When I visited the Yes campaign headquarters on the aptly named Hope Street in Glasgow, their senior researcher smiled with a quiet confidence when I asked him how they would overcome the gap in the polls. Perhaps he knew something we didn't: Media magnate Rupert Murdoch tweeted this weekend that the SNP's internal polling had the Yes side ahead 54-46.

(My own notebook – filled with three weeks of interviews conducted this summer with a very unscientifically selected mix of Scots from Edinburgh, Glasgow and the highlands – also has more Yes supporters than No voters in it.)

How did the mighty U.K. fall to here? Much of the blame will be laid at the feet of a finger-waving No campaign, which has spent too much of the past two years lecturing Scots about all the things they'll lose if they leave the union, rather than offering them an inspiring reason to remain.

Even as Mr. Darling's prosecutorial style won him the first televised debate against Mr. Salmond – who struggled to explain what Scotland would do for a currency if the Bank of England denied his request to keep using the pound sterling after a "yes" vote – many Scots said they resented the former chancellor of the exchequer's negative message.

Mr. Salmond didn't land a knockout punch in the second debate on Aug. 26, but Scots responded to his optimistic vision of a Scotland that would be freer, wealthier and better governed if it were independent. Of those who watched, 71 per cent said they felt the SNP leader had triumphed in the clash of ideas. The upswing in the polls has followed.

Prime Minister David Cameron will also deservedly take his lumps if the Yes side triumphs (and perhaps even if the No side claws out a too-narrow victory). Mr. Cameron surprised many by agreeing to the referendum two years ago, and has since refused to either lead the No camp or debate Mr. Salmond. His job may now be on the line as a result.

Keeping Mr. Cameron in Westminster originally sounded like good strategy. The Prime Minister knows that he and his Tories are deeply unpopular in Scotland (the Conservatives won just one of Scotland's 59 seats in the last national election). Anger at his coalition government and its austerity policies is one of the biggest drivers of the Yes vote.

But Mr. Cameron's absence has left the No camp unwilling and unable to speak for the government in Westminster, making London and the absent Mr. Cameron an easy punching bag for Mr.

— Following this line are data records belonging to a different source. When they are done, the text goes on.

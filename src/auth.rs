use std::ops::Add;
use std::sync::Arc;

use axum::extract::{FromRequest, RequestParts};
use axum::headers::authorization::Bearer;
use axum::headers::Authorization;
use axum::{async_trait, Extension, Json, TypedHeader};
use chrono::{DateTime, Duration, Utc};
use pbkdf2::password_hash::{PasswordHash, PasswordHasher, PasswordVerifier, SaltString};
use pbkdf2::Pbkdf2;
use rand::{thread_rng, Rng};
use rand_core::OsRng;
use serde::{Deserialize, Serialize};
use sha2::{Digest, Sha256};

use crate::config::Settings;
use crate::gate::{self, Session};
use crate::models::{NewUser, Role, User, UserSession};
use crate::store::Store;
use crate::{proceeds, AppState, Error, Payload};

pub const MIN_PASSWORD_LEN: usize = 8;

#[derive(Debug, Clone, PartialEq)]
pub enum AuthResult {
    Success(User),
    SessionExpired,
    InvalidSession,
}

pub fn hash_password(password: &str) -> Result<String, Error> {
    Ok(Pbkdf2
        .hash_password(password.as_bytes(), &SaltString::generate(&mut OsRng))?
        .to_string())
}

pub fn verify_password(password_hash: &str, password: &str) -> bool {
    PasswordHash::new(password_hash)
        .map(|hash| Pbkdf2.verify_password(password.as_bytes(), &hash).is_ok())
        .unwrap_or(false)
}

pub fn check_password_strength(password: &str) -> Result<(), Error> {
    if password.chars().count() < MIN_PASSWORD_LEN {
        return Err(Error::invalid(format!(
            "Password must be at least {} characters",
            MIN_PASSWORD_LEN
        )));
    }
    Ok(())
}

/// `local@domain.tld`, no whitespace.
pub fn check_email(email: &str) -> Result<(), Error> {
    let valid = match email.split_once('@') {
        Some((local, domain)) => {
            !local.is_empty()
                && !domain.contains('@')
                && domain.contains('.')
                && !domain.starts_with('.')
                && !domain.ends_with('.')
                && !email.chars().any(char::is_whitespace)
        }
        None => false,
    };
    if !valid {
        return Err(Error::invalid(format!("`{}` is not a valid email address", email)));
    }
    Ok(())
}

pub fn new_session_id() -> String {
    let ssid_bytes: [u8; 32] = thread_rng().gen();

    let mut hasher: Sha256 = Digest::new();
    hasher.update(ssid_bytes);
    hex::encode(hasher.finalize())
}

pub async fn ensure_authenticated(token: Option<&str>, store: &dyn Store) -> Result<AuthResult, Error> {
    let ssid = match token {
        Some(ssid) if !ssid.is_empty() => ssid,
        _ => return Ok(AuthResult::InvalidSession),
    };
    let session = match store.session_by_id(ssid).await? {
        Some(session) => session,
        None => return Ok(AuthResult::InvalidSession),
    };
    if Utc::now().gt(&session.expires_at) {
        store.delete_session(ssid).await?;
        log::debug!("purged expired session of user {}", session.belongs_to);
        return Ok(AuthResult::SessionExpired);
    }
    Ok(match store.user_by_id(session.belongs_to).await? {
        Some(user) => AuthResult::Success(user),
        None => AuthResult::InvalidSession,
    })
}

/// The authenticated (or anonymous) party behind a request.
pub struct Caller {
    pub session: Session,
    pub user: Option<User>,
    settings: Arc<Settings>,
}

impl Caller {
    /// Passes the request through the gate and hands back the user on success.
    pub fn require(&self, allowed: &[Role]) -> Result<&User, Error> {
        gate::require(&self.session, allowed, &self.settings.routes)?;
        self.user.as_ref().ok_or_else(|| Error::Unauthenticated {
            message: "Session has no user".to_string(),
            redirect: self.settings.routes.login.clone(),
        })
    }
}

#[async_trait]
impl<B> FromRequest<B> for Caller
where
    B: Send,
{
    type Rejection = Error;

    async fn from_request(req: &mut RequestParts<B>) -> Result<Self, Self::Rejection> {
        let Extension(state) = Extension::<AppState>::from_request(req)
            .await
            .map_err(|err| Error::InternalError {
                kind: "ExtensionError",
                message: err.to_string(),
            })?;
        let bearer = TypedHeader::<Authorization<Bearer>>::from_request(req).await.ok();
        let token = bearer.as_ref().map(|TypedHeader(Authorization(b))| b.token());

        let (session, user) = match ensure_authenticated(token, state.store.as_ref()).await? {
            AuthResult::Success(user) => (
                Session::new(token.unwrap_or_default(), user.role.as_str()),
                Some(user),
            ),
            AuthResult::SessionExpired | AuthResult::InvalidSession => (Session::anonymous(), None),
        };
        Ok(Caller {
            session,
            user,
            settings: state.settings.clone(),
        })
    }
}

pub async fn register_user(
    Extension(state): Extension<AppState>,
    Json(body): Json<RegisterUser>,
) -> Payload<CreatedUser> {
    check_email(&body.email)?;
    check_password_strength(&body.password)?;
    let user = state
        .store
        .insert_user(NewUser {
            first_name: body.first_name,
            last_name: body.last_name,
            email: body.email,
            role: Role::Student,
            password_hash: hash_password(&body.password)?,
        })
        .await?;
    log::info!("registered student {} <{}>", user.id, user.email);
    proceeds(CreatedUser { user_id: user.id })
}

pub async fn login_user(
    Extension(state): Extension<AppState>,
    Json(login): Json<LoginUser>,
) -> Payload<LoggedInUser> {
    if login.email.is_empty() || login.password.is_empty() {
        return Err(Error::invalid("Authentication credentials are required"));
    }
    let user = match state.store.user_by_email(&login.email).await? {
        Some(user) if verify_password(&user.password_hash, &login.password) => user,
        _ => {
            log::warn!("failed login for <{}>", login.email);
            return Err(Error::AuthenticationFailure {
                message: "Invalid email or password".to_string(),
            });
        }
    };

    let expires_at = Utc::now().add(Duration::hours(state.settings.session_ttl_hours));
    let session = UserSession {
        ssid: new_session_id(),
        belongs_to: user.id,
        expires_at,
    };
    state.store.insert_session(&session).await?;
    log::info!("user {} logged in as {}", user.id, user.role);

    proceeds(LoggedInUser {
        token: session.ssid,
        expires_at,
        user,
    })
}

pub async fn logout_user(caller: Caller, Extension(state): Extension<AppState>) -> Payload<SessionDropped> {
    caller.require(&[])?;
    let drop_success = match caller.session.token() {
        Some(token) => state.store.delete_session(token).await?,
        None => false,
    };
    proceeds(SessionDropped { drop_success })
}

#[derive(Debug, Clone, Serialize)]
pub struct SessionDropped {
    pub drop_success: bool,
}

#[derive(Debug, Clone, Serialize)]
pub struct LoggedInUser {
    pub token: String,
    pub expires_at: DateTime<Utc>,
    pub user: User,
}

#[derive(Debug, Clone, Serialize)]
pub struct CreatedUser {
    pub user_id: i64,
}

#[derive(Debug, Clone, Deserialize)]
pub struct LoginUser {
    pub email: String,
    pub password: String,
}

#[derive(Debug, Clone, Deserialize)]
pub struct RegisterUser {
    pub first_name: String,
    pub last_name: String,
    pub email: String,
    pub password: String,
}

#[cfg(test)]
mod tests {
    use super::*;
    use crate::store::MemoryStore;

    #[test]
    fn passwords_verify_against_their_hash_only() {
        let hash = hash_password("correct horse").unwrap();
        assert!(verify_password(&hash, "correct horse"));
        assert!(!verify_password(&hash, "battery staple"));
        assert!(!verify_password("not a phc string", "correct horse"));
    }

    #[test]
    fn session_ids_are_hex_sha256() {
        let a = new_session_id();
        let b = new_session_id();
        assert_eq!(a.len(), 64);
        assert!(a.chars().all(|c| c.is_ascii_hexdigit()));
        assert_ne!(a, b);
    }

    #[test]
    fn email_and_password_rules() {
        assert!(check_email("ada@school.test").is_ok());
        for bad in ["ada", "@school.test", "ada@school", "ada@.test", "a da@school.test", "a@b@c.d"] {
            assert!(check_email(bad).is_err(), "{} accepted", bad);
        }
        assert!(check_password_strength("1234567").is_err());
        assert!(check_password_strength("12345678").is_ok());
    }

    #[tokio::test]
    async fn expired_sessions_are_purged() {
        let store = MemoryStore::new();
        let user = store
            .insert_user(NewUser {
                first_name: "Ada".into(),
                last_name: "Lovelace".into(),
                email: "ada@school.test".into(),
                role: Role::Teacher,
                password_hash: String::new(),
            })
            .await
            .unwrap();
        store
            .insert_session(&UserSession {
                ssid: "old".into(),
                belongs_to: user.id,
                expires_at: Utc::now() - Duration::hours(1),
            })
            .await
            .unwrap();
        store
            .insert_session(&UserSession {
                ssid: "fresh".into(),
                belongs_to: user.id,
                expires_at: Utc::now() + Duration::hours(1),
            })
            .await
            .unwrap();

        assert_eq!(
            ensure_authenticated(Some("old"), &store).await.unwrap(),
            AuthResult::SessionExpired
        );
        assert!(store.session_by_id("old").await.unwrap().is_none());
        assert_eq!(
            ensure_authenticated(Some("fresh"), &store).await.unwrap(),
            AuthResult::Success(user)
        );
        assert_eq!(
            ensure_authenticated(None, &store).await.unwrap(),
            AuthResult::InvalidSession
        );
        assert_eq!(
            ensure_authenticated(Some("missing"), &store).await.unwrap(),
            AuthResult::InvalidSession
        );
    }
}
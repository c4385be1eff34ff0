use axum::extract::Path;
use axum::{Extension, Json};
use serde::{Deserialize, Serialize};

use crate::auth::Caller;
use crate::models::{Role, Subject};
use crate::{proceeds, AppState, Error, Payload};

#[derive(Debug, Clone, Serialize)]
pub struct SubjectList {
    pub subjects: Vec<Subject>,
}

#[derive(Debug, Clone, Serialize)]
pub struct SubjectDeleted {
    pub subject_id: i64,
}

#[derive(Debug, Clone, Deserialize)]
pub struct SubjectBody {
    pub name: Option<String>,
    pub description: Option<String>,
}

fn required_name(name: Option<String>) -> Result<String, Error> {
    match name.map(|n| n.trim().to_string()) {
        Some(name) if !name.is_empty() => Ok(name),
        _ => Err(Error::missing("name")),
    }
}

pub async fn list_subjects(caller: Caller, Extension(state): Extension<AppState>) -> Payload<SubjectList> {
    caller.require(&[])?;
    proceeds(SubjectList {
        subjects: state.store.list_subjects().await?,
    })
}

pub async fn read_subject(
    caller: Caller,
    Extension(state): Extension<AppState>,
    Path(id): Path<i64>,
) -> Payload<Subject> {
    caller.require(&[])?;
    let subject = state
        .store
        .subject_by_id(id)
        .await?
        .ok_or_else(|| Error::not_found("subject", format!("Subject `{}` not found", id)))?;
    proceeds(subject)
}

pub async fn create_subject(
    caller: Caller,
    Extension(state): Extension<AppState>,
    Json(body): Json<SubjectBody>,
) -> Payload<Subject> {
    caller.require(&[Role::Administrator, Role::Teacher])?;
    let name = required_name(body.name)?;
    let subject = state.store.insert_subject(&name, body.description).await?;
    log::info!("subject {} `{}` created", subject.id, subject.name);
    proceeds(subject)
}

pub async fn update_subject(
    caller: Caller,
    Extension(state): Extension<AppState>,
    Path(id): Path<i64>,
    Json(body): Json<SubjectBody>,
) -> Payload<Subject> {
    caller.require(&[Role::Administrator])?;
    let mut subject = state
        .store
        .subject_by_id(id)
        .await?
        .ok_or_else(|| Error::not_found("subject", format!("Subject `{}` not found", id)))?;
    subject.name = required_name(body.name)?;
    if body.description.is_some() {
        subject.description = body.description;
    }
    state.store.update_subject(&subject).await?;
    proceeds(subject)
}

pub async fn delete_subject(
    caller: Caller,
    Extension(state): Extension<AppState>,
    Path(id): Path<i64>,
) -> Payload<SubjectDeleted> {
    caller.require(&[Role::Administrator])?;
    if !state.store.delete_subject(id).await? {
        return Err(Error::not_found("subject", format!("Subject `{}` not found", id)));
    }
    proceeds(SubjectDeleted { subject_id: id })
}
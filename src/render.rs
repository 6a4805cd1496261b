use crate::consts::{
    BOARD_BORDER, FOOD_SYMBOL, HEAD_SYMBOL, HELP_ROW, HELP_TEXT, RESTART_TEXT, SCORE_ROW,
    TAIL_SYMBOL,
};
use crate::grid::Pos;
use crate::haus::{RoundEnd, SnekHaus};
use ratatui::{prelude::*, widgets::*};

/// Screen rectangle holding the board and its border, anchored top-left.
fn board_area<R>(haus: &SnekHaus<R>) -> Rect {
    Rect::new(0, 0, haus.size.width + 2, haus.size.height + 2)
}

fn row(y: u16, width: u16) -> Rect {
    Rect::new(0, y, width, 1)
}

/// Draw the round: board, score line and help line, plus the banner once the
/// round has ended.
pub fn draw<R>(frame: &mut Frame, haus: &SnekHaus<R>) {
    let screen = frame.area();
    let board = board_area(haus).intersection(screen);

    frame.render_widget(Block::bordered().border_set(BOARD_BORDER), board);
    frame.render_widget(haus, board);

    let line_width = board_area(haus).width.max(HELP_TEXT.len() as u16);
    frame.render_widget(
        Paragraph::new(format!("Score: {}", haus.score)),
        row(SCORE_ROW, line_width).intersection(screen),
    );
    frame.render_widget(
        Paragraph::new(HELP_TEXT),
        row(HELP_ROW, line_width).intersection(screen),
    );

    if let Some(end) = haus.ended {
        let title = match end {
            RoundEnd::BoardFull => "BOARD FULL",
            RoundEnd::Collided | RoundEnd::Quit => "GAME OVER",
        };
        let mid = haus.size.height / 2;
        frame.render_widget(
            Paragraph::new(title.bold()).alignment(Alignment::Center),
            row(mid, board.width).intersection(screen),
        );
        frame.render_widget(
            Paragraph::new(RESTART_TEXT).alignment(Alignment::Center),
            row(mid + 2, board.width).intersection(screen),
        );
    }
}

fn put(buf: &mut Buffer, area: Rect, pos: Pos, symbol: &str, color: Color) {
    // Board cells are 1-indexed, which lines them up inside the border
    let at = Position::new(area.x + pos.x, area.y + pos.y);
    if !area.contains(at) {
        return;
    }
    if let Some(cell) = buf.cell_mut(at) {
        cell.set_symbol(symbol).set_fg(color);
    }
}

impl<R> Widget for &SnekHaus<R> {
    fn render(self, area: Rect, buf: &mut Buffer) {
        let mut draw_cell = |pos: Pos, symbol: &str, color: Color| {
            if self.size.contains(pos) {
                put(buf, area, pos, symbol, color);
            }
        };

        draw_cell(self.food, FOOD_SYMBOL, Color::LightRed);

        // Oldest segment first so newer ones land on top
        for pos in self.snek.tail.iter().rev() {
            draw_cell(*pos, TAIL_SYMBOL, Color::Green);
        }

        draw_cell(self.snek.head, HEAD_SYMBOL, Color::Yellow);
    }
}
use crate::grid::{Pos, Size};
use crate::snek::Snek;
use log::warn;
use rand::{seq::IteratorRandom, Rng};

/// Pick a random cell that isn't under the snake.
///
/// Blind sampling is tried `size.area()` times; after that the free cells are
/// enumerated and one is chosen among them. `None` means the snake covers
/// the whole board.
pub fn place_food(rng: &mut impl Rng, size: Size, snek: &Snek) -> Option<Pos> {
    for _ in 0..size.area() {
        let pos = Pos {
            x: rng.gen_range(1..=size.width),
            y: rng.gen_range(1..=size.height),
        };
        if !snek.occupies(pos) {
            return Some(pos);
        }
    }

    warn!(
        "No free cell after {} samples (snake length {}), scanning the board",
        size.area(),
        snek.len()
    );
    size.cells().filter(|&pos| !snek.occupies(pos)).choose(rng)
}
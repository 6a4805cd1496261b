use std::io;
use std::path::PathBuf;
use thiserror::Error;

#[derive(Debug, Error)]
pub enum SnakeError {
    #[error("Terminal too small! Need at least {need_width}x{need_height} (have {width}x{height})")]
    TerminalTooSmall {
        width: u16,
        height: u16,
        need_width: u16,
        need_height: u16,
    },

    #[error("terminal I/O failed: {0}")]
    Io(#[from] io::Error),

    #[error("cannot create log file {}: {source}", .path.display())]
    LogFile { path: PathBuf, source: io::Error },

    #[error("failed to set up logging: {0}")]
    Logger(#[from] log::SetLoggerError),
}
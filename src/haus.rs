use crate::consts::FOOD_REWARD;
use crate::food::place_food;
use crate::grid::{Direction, Pos, Size};
use crate::snek::Snek;
use log::info;
use rand::{rngs::ThreadRng, Rng};

#[derive(Debug, Clone, Copy, PartialEq, Eq)]
pub enum StepResult {
    Idle,       // No direction chosen yet
    Moved,      // Normal movement, no special events
    Ate(u32),   // Ate food, with score increment
    Collided,   // Hit own tail, round over
    BoardFull,  // Ate the last free cell, round over
}

/// Why a round ended.
#[derive(Debug, Clone, Copy, PartialEq, Eq)]
pub enum RoundEnd {
    Collided,
    Quit,
    BoardFull,
}

/// All state of one round.
#[derive(Debug)]
pub struct SnekHaus<R = ThreadRng> {
    pub size: Size,
    pub snek: Snek,
    pub food: Pos,
    pub score: u32,
    pub ended: Option<RoundEnd>,
    rng: R,
}

impl<R: Rng> SnekHaus<R> {
    pub fn with_rng(size: Size, mut rng: R) -> Self {
        let snek = Snek::new(size.center());
        // A lone head never fills a board with more than one cell
        let food = place_food(&mut rng, size, &snek).unwrap_or(snek.head);
        SnekHaus {
            size,
            snek,
            food,
            score: 0,
            ended: None,
            rng,
        }
    }

    pub fn is_over(&self) -> bool {
        self.ended.is_some()
    }

    pub fn change_direction(&mut self, new_direction: Direction) {
        if !self.is_over() {
            self.snek.change_direction(new_direction);
        }
    }

    pub fn quit(&mut self) {
        if self.ended.is_none() {
            info!("Round quit with score {}", self.score);
            self.ended = Some(RoundEnd::Quit);
        }
    }

    /// Advance the round by one tick.
    pub fn slither_on(&mut self) -> StepResult {
        if self.is_over() {
            return StepResult::Idle;
        }
        let Some(dir) = self.snek.apply_turn() else {
            return StepResult::Idle;
        };

        let new_head = self.snek.next_head(dir, self.size);
        let nomming = new_head == self.food;
        let vacated = self.snek.slither(new_head);

        if self.snek.would_collide_with_tail(self.snek.head) {
            info!(
                "Snake hit itself at {:?}, final score {}",
                self.snek.head, self.score
            );
            self.ended = Some(RoundEnd::Collided);
            return StepResult::Collided;
        }

        if !nomming {
            return StepResult::Moved;
        }

        self.score += FOOD_REWARD;
        self.snek.grow(vacated);
        info!("Ate food at {:?}, score {}", new_head, self.score);

        match place_food(&mut self.rng, self.size, &self.snek) {
            Some(food) => {
                self.food = food;
                StepResult::Ate(FOOD_REWARD)
            }
            None => {
                info!("Board full, final score {}", self.score);
                self.ended = Some(RoundEnd::BoardFull);
                StepResult::BoardFull
            }
        }
    }
}

#[cfg(test)]
mod tests {
    use super::*;
    use crate::consts::LOG_LEVEL;
    use log::{Log, Metadata, Record};
    use rand::{rngs::StdRng, SeedableRng};
    use std::sync::Mutex;

    fn haus() -> SnekHaus<StdRng> {
        SnekHaus::with_rng(Size::BOARD, StdRng::seed_from_u64(42))
    }

    /// Keeps every record that passes the game's log level.
    struct CaptureLogger(Mutex<Vec<String>>);

    impl Log for CaptureLogger {
        fn enabled(&self, metadata: &Metadata) -> bool {
            metadata.level() <= LOG_LEVEL
        }

        fn log(&self, record: &Record) {
            if self.enabled(record.metadata()) {
                self.0.lock().unwrap().push(record.args().to_string());
            }
        }

        fn flush(&self) {}
    }

    static CAPTURE: CaptureLogger = CaptureLogger(Mutex::new(Vec::new()));

    fn captured_logs() -> Vec<String> {
        // Only the first call in the test binary installs it
        let _ = log::set_logger(&CAPTURE);
        log::set_max_level(LOG_LEVEL);
        CAPTURE.0.lock().unwrap().clone()
    }

    #[test]
    fn test_new_round() {
        let haus = haus();
        assert_eq!(haus.snek.head, Pos { x: 20, y: 10 });
        assert!(haus.snek.tail.is_empty());
        assert_eq!(haus.snek.direction, None);
        assert_eq!(haus.score, 0);
        assert!(!haus.is_over());
        assert!(haus.size.contains(haus.food));
        assert!(!haus.snek.occupies(haus.food));
    }

    #[test]
    fn test_idle_until_direction_chosen() {
        let mut haus = haus();
        for _ in 0..5 {
            assert_eq!(haus.slither_on(), StepResult::Idle);
        }
        assert_eq!(haus.snek.head, Pos { x: 20, y: 10 });
    }

    #[test]
    fn test_three_ticks_right() {
        let mut haus = haus();
        haus.food = Pos { x: 1, y: 1 };

        haus.change_direction(Direction::Right);
        for _ in 0..3 {
            assert_eq!(haus.slither_on(), StepResult::Moved);
        }

        assert_eq!(haus.snek.head, Pos { x: 23, y: 10 });
        assert_eq!(haus.snek.tail.len(), 0);
        assert_eq!(haus.score, 0);
    }

    #[test]
    fn test_wraps_instead_of_hitting_walls() {
        let mut haus = haus();
        haus.food = Pos { x: 1, y: 1 };
        haus.snek.head = Pos { x: 1, y: 10 };

        haus.change_direction(Direction::Left);
        assert_eq!(haus.slither_on(), StepResult::Moved);
        assert_eq!(haus.snek.head, Pos { x: 40, y: 10 });

        haus.change_direction(Direction::Down);
        haus.snek.head = Pos { x: 40, y: 20 };
        assert_eq!(haus.slither_on(), StepResult::Moved);
        assert_eq!(haus.snek.head, Pos { x: 40, y: 1 });
    }

    #[test]
    fn test_eating_food() {
        let mut haus = haus();
        haus.food = Pos { x: 21, y: 10 };

        haus.change_direction(Direction::Right);
        assert_eq!(haus.slither_on(), StepResult::Ate(10));

        assert_eq!(haus.score, 10);
        assert_eq!(haus.snek.tail.len(), 1);
        assert_eq!(haus.snek.tail[0], Pos { x: 20, y: 10 });
        assert_ne!(haus.food, Pos { x: 21, y: 10 });
        assert!(!haus.snek.occupies(haus.food));
    }

    #[test]
    fn test_segment_count_only_changes_on_food() {
        let mut haus = haus();
        haus.change_direction(Direction::Down);

        let turns = [Direction::Down, Direction::Left, Direction::Up, Direction::Left];
        for tick in 0..400 {
            if tick % 7 == 0 {
                haus.change_direction(turns[(tick / 7) % turns.len()]);
            }
            let before = haus.snek.len();
            match haus.slither_on() {
                StepResult::Moved => assert_eq!(haus.snek.len(), before),
                StepResult::Ate(_) => {
                    assert_eq!(haus.snek.len(), before + 1);
                    assert!(!haus.snek.occupies(haus.food));
                }
                StepResult::Collided | StepResult::BoardFull => break,
                StepResult::Idle => panic!("snake stopped moving"),
            }
        }
    }

    #[test]
    fn test_self_collision_ends_round_without_scoring() {
        let mut haus = haus();
        // Moving right from (5,5) lands on (6,5), which stays in the tail
        haus.snek.head = Pos { x: 5, y: 5 };
        haus.snek.tail = [
            Pos { x: 5, y: 6 },
            Pos { x: 6, y: 6 },
            Pos { x: 6, y: 5 },
            Pos { x: 7, y: 5 },
        ]
        .into_iter()
        .collect();
        haus.snek.direction = Some(Direction::Up);
        haus.change_direction(Direction::Right);
        haus.food = Pos { x: 6, y: 5 };

        assert_eq!(haus.slither_on(), StepResult::Collided);
        assert_eq!(haus.ended, Some(RoundEnd::Collided));
        assert_eq!(haus.score, 0);
        assert_eq!(haus.snek.tail.len(), 4);
        assert_eq!(haus.food, Pos { x: 6, y: 5 });

        // Nothing moves once the round is over
        let head = haus.snek.head;
        assert_eq!(haus.slither_on(), StepResult::Idle);
        assert_eq!(haus.snek.head, head);
    }

    #[test]
    fn test_following_the_tail_end_is_safe() {
        let mut haus = haus();
        haus.food = Pos { x: 30, y: 15 };
        // A 2x2 loop: the head moves into the cell the tail end leaves
        haus.snek.head = Pos { x: 5, y: 5 };
        haus.snek.tail = [Pos { x: 6, y: 5 }, Pos { x: 6, y: 4 }, Pos { x: 5, y: 4 }]
            .into_iter()
            .collect();
        haus.snek.direction = Some(Direction::Left);
        haus.change_direction(Direction::Up);

        assert_eq!(haus.slither_on(), StepResult::Moved);
        assert_eq!(haus.snek.head, Pos { x: 5, y: 4 });
        assert!(!haus.is_over());
    }

    #[test]
    fn test_quit_ends_round() {
        let mut haus = haus();
        haus.change_direction(Direction::Right);
        haus.quit();
        assert_eq!(haus.ended, Some(RoundEnd::Quit));
        assert_eq!(haus.slither_on(), StepResult::Idle);
    }

    #[test]
    fn test_board_full() {
        let size = Size {
            width: 3,
            height: 1,
        };
        let mut haus = SnekHaus::with_rng(size, StdRng::seed_from_u64(1));
        haus.snek.head = Pos { x: 1, y: 1 };
        haus.snek.tail.clear();
        haus.food = Pos { x: 2, y: 1 };

        haus.change_direction(Direction::Right);
        assert_eq!(haus.slither_on(), StepResult::Ate(10));
        assert_eq!(haus.food, Pos { x: 3, y: 1 });

        assert_eq!(haus.slither_on(), StepResult::BoardFull);
        assert_eq!(haus.ended, Some(RoundEnd::BoardFull));
        assert_eq!(haus.score, 20);
        assert_eq!(haus.snek.len(), 3);
    }

    #[test]
    fn test_food_eaten_reaches_the_log() {
        captured_logs();
        let mut haus = haus();
        haus.food = Pos { x: 20, y: 9 };

        haus.change_direction(Direction::Up);
        assert_eq!(haus.slither_on(), StepResult::Ate(10));

        let logs = captured_logs();
        assert!(
            logs.iter().any(|l| l == "Ate food at Pos { x: 20, y: 9 }, score 10"),
            "{:?}",
            logs
        );
    }
}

Salmond and the SNP. The weak performance of Labour Leader Ed Milliband – whom many in both Scotland and the rest of Britain have trouble seeing as a future prime minister – is underlined by the fact many of those shifting from the undecided camp to Yes in recent weeks are long-time Labour voters.

Meanwhile, former Labour prime minister Gordon Brown – the only No side speaker capable of matching Mr. Salmond's heart-tugging addresses – has been largely left on the sidelines.

Now, at long last, it's all hands on deck. The three main parties in London – Conservative, Labour and Liberal Democrat – finally grasp how perilously close the end of the United Kingdom may be. They're drafting a jointly agreed package of new taxation and policy-making powers that they will present to Scots, a carrot to be delivered in the event of a No vote.

Mr. Salmond has already billed that offer "a panicky last-minute measure." And he's right.

The good news for the No side – if you can call it that – is much of what's happened in Scotland follows the curve of the 1995 referendum in Quebec, which saw the federalist side shocked into action by final-week polls that showed the "oui" side had pulled ahead 53-47. That led to the famous 100,000-strong unity rally in Montreal three days before the vote, an outpouring of affection that many believe tipped the final result back to a razor-thin "non."

It's unclear that Scots would welcome 100,000 English rallying on the streets of Edinburgh or Glasgow, but the Better Together campaign – which has focused thus far on convincing Scotland's minds – needs to make some kind of appeal to Scotland's heart.

Or else the United Kingdom might soon need a new name.